DiffBind (version 2.0.2)

dba.plotPCA: PCA plot

Description

Principal Component Analysis plot

Usage

dba.plotPCA(DBA, attributes, minval, maxval, contrast, method=DBA$config$AnalysisMethod, th=DBA$config$th, bUsePval=DBA$config$bUsePval, report, score, bLog=TRUE, mask, sites, label, cor=FALSE, b3D=FALSE, vColors, dotSize, labelSize, labelCols, ...)

Arguments

DBA
DBA object.
attributes
attribute or vector of attributes to use to color plotted points. Each unique combination of attribute values will be assigned a color. Chosen from:

Note that DBA_GROUP is a special attribute which will result in samples from each group in a contrast being colored separately.

minval
Set all scores less than this to minval
maxval
Set all scores greater than this to maxval
contrast
number of contrast to use for PCA; if present, plots a PCA based on a differential binding affinity analysis (see dba.analyze). If mask is unspecified, only the samples in the contrast will be included. See dba.show(DBA, bContrast=T) to get contrast numbers. If missing, uses scores in the main binding matrix.
method
method used for analysis (used in conjunction with contrast):

th
significance threshold; all sites with FDR (or p-values, see bUsePval) less than or equal to this value will be included in the PCA, subject to maxVal. Used in conjunction with contrast.
bUsePval
if TRUE, uses p-value instead of FDR for thresholding. Used in conjunction with contrast.
report
report (obtained from dba.report) specifying the data to be used . If this is present, the method, th, and bUsePval parameters are ignored.
bLog
Logical indicating that log2 values should be used. Only applicable to read count scores (not peak scores).
mask
mask indicating a subset of peaksets to use when using global binding matrix scores. If a contrast is specified, these peaksets will be included, but only the significantly differentially bound sites (using th, bUsePval, and/or report) will be included. See dba.mask.
sites
logical vector indicating which sites to include in PCA. Only relevant when using global binding matrix (contrast is missing).
label
A metadata field to use as a label in 2D plots. The value for this field will be written directly onthe plot near the dot for each sample. Values can be any of those vlaid for the attributes parameter.
cor
a logical value indicating whether the calculation should use the correlation matrix or the covariance matrix. Passed into princomp.
b3D
logical indicating that three principal components should be plotted (requires package{rgl}). If FALSE, the first two principal components are plotted.
vColors
vector of custom colors; is absent, default colors will be used.
dotSize
size of dots to plot; is absent, a default will be calculated.
labelSize
Scaling factor for labels if present. Default is 0.8.
labelCols
Vector of colors to use for labels. Default is "black".
...
arguments passed to plot or plot3d (rgl).

Value

trellis plot from lattice package; see xyplot

Details

MODE: PCA plot using significantly differentially bound sites:

dba.plotPCA(DBA, attributes, minval, maxval, contrast, method, th, bUsePval, b3D=F, vColors, dotSize, ...)

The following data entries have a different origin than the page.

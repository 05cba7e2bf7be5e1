//! Fluent query construction.
//!
//! Every method returns a new `Expr` wrapping the receiver; nothing is evaluated here. Closures
//! are called once at build time with fresh variable expressions and stored as `func` terms.
use super::term::{Call, Op, Term, VarId};
use crate::datum::Datum;
use crate::errors::DbError;
use crate::storage::Durability;
use std::sync::Arc;
use std::sync::atomic::{AtomicU64, Ordering};

static NEXT_VAR: AtomicU64 = AtomicU64::new(1);

/// An immutable, shareable query expression.
#[derive(Debug, Clone, PartialEq)]
pub struct Expr(Arc<Term>);

/// Whether a range endpoint is included.
#[derive(Debug, Clone, Copy, Default, PartialEq, Eq)]
pub enum Bound {
    #[default]
    Closed,
    Open,
}

impl Bound {
    pub fn parse(s: &str) -> Result<Self, DbError> {
        match s {
            "closed" => Ok(Self::Closed),
            "open" => Ok(Self::Open),
            other => Err(DbError::InvalidArgument(format!(
                "Expected `open` or `closed` for bound but found `{other}`"
            ))),
        }
    }

    #[must_use]
    pub const fn as_str(self) -> &'static str {
        match self {
            Self::Closed => "closed",
            Self::Open => "open",
        }
    }
}

/// Index selection for `between`, `get_all` and `eq_join`. `None` means the primary key.
#[derive(Debug, Clone, PartialEq, Eq)]
pub struct IndexSpec {
    pub index: Option<String>,
    pub left_bound: Bound,
    pub right_bound: Bound,
}

impl Default for IndexSpec {
    fn default() -> Self {
        Self { index: None, left_bound: Bound::Closed, right_bound: Bound::Open }
    }
}

impl IndexSpec {
    #[must_use]
    pub fn index(name: &str) -> Self {
        Self { index: Some(name.to_owned()), ..Self::default() }
    }
}

#[derive(Debug, Clone, Default, PartialEq, Eq)]
pub struct InsertOptions {
    pub upsert: bool,
    pub durability: Option<Durability>,
    pub return_vals: bool,
}

#[derive(Debug, Clone, Default, PartialEq, Eq)]
pub struct WriteOptions {
    pub durability: Option<Durability>,
    pub return_vals: bool,
}

fn fresh_var() -> (VarId, Expr) {
    let id = NEXT_VAR.fetch_add(1, Ordering::Relaxed);
    let var = Term::call(Op::Var, vec![Arc::new(Term::Literal(Datum::from(id)))]);
    (id, Expr(Arc::new(var)))
}

fn make_func(ids: &[VarId], body: Expr) -> Expr {
    let params = Datum::Array(ids.iter().map(|id| Datum::from(*id)).collect());
    Expr::call(Op::Func, vec![Expr::from(params), body])
}

pub(crate) fn func1<R: Into<Expr>>(f: impl FnOnce(Expr) -> R) -> Expr {
    let (id, x) = fresh_var();
    make_func(&[id], f(x).into())
}

pub(crate) fn func2<R: Into<Expr>>(f: impl FnOnce(Expr, Expr) -> R) -> Expr {
    let (a, x) = fresh_var();
    let (b, y) = fresh_var();
    make_func(&[a, b], f(x, y).into())
}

MODE: PCA plot using global binding matrix:

dba.plotPCA(DBA, attributes, minval, maxval, mask, sites, b3D=F, vColors, dotSize, ...)

See Also

dba.analyze, dba.plotHeatmap

Examples

Run this code
data(tamoxifen_peaks)

# peakcaller scores PCA
dba.plotPCA(tamoxifen)

# raw count correlation PCA
data(tamoxifen_analysis)
dba.plotPCA(tamoxifen)

#PCA based on normalized data for all sites
dba.plotPCA(tamoxifen,contrast=1,th=1)

#PCA based on DB sites only
p <- dba.plotPCA(tamoxifen,contrast=1)
p <- dba.plotPCA(tamoxifen,contrast=1,attributes=DBA_TISSUE)
p <- dba.plotPCA(tamoxifen,contrast=1,attributes=DBA_TISSUE,label=DBA_CONDITION)
p <- dba.plotPCA(tamoxifen,contrast=1,attributes=DBA_CONDITION,label=DBA_TISSUE)
p <- dba.plotPCA(tamoxifen,contrast=1,attributes=c(DBA_TISSUE,DBA_CONDITION),
                label=DBA_REPLICATE)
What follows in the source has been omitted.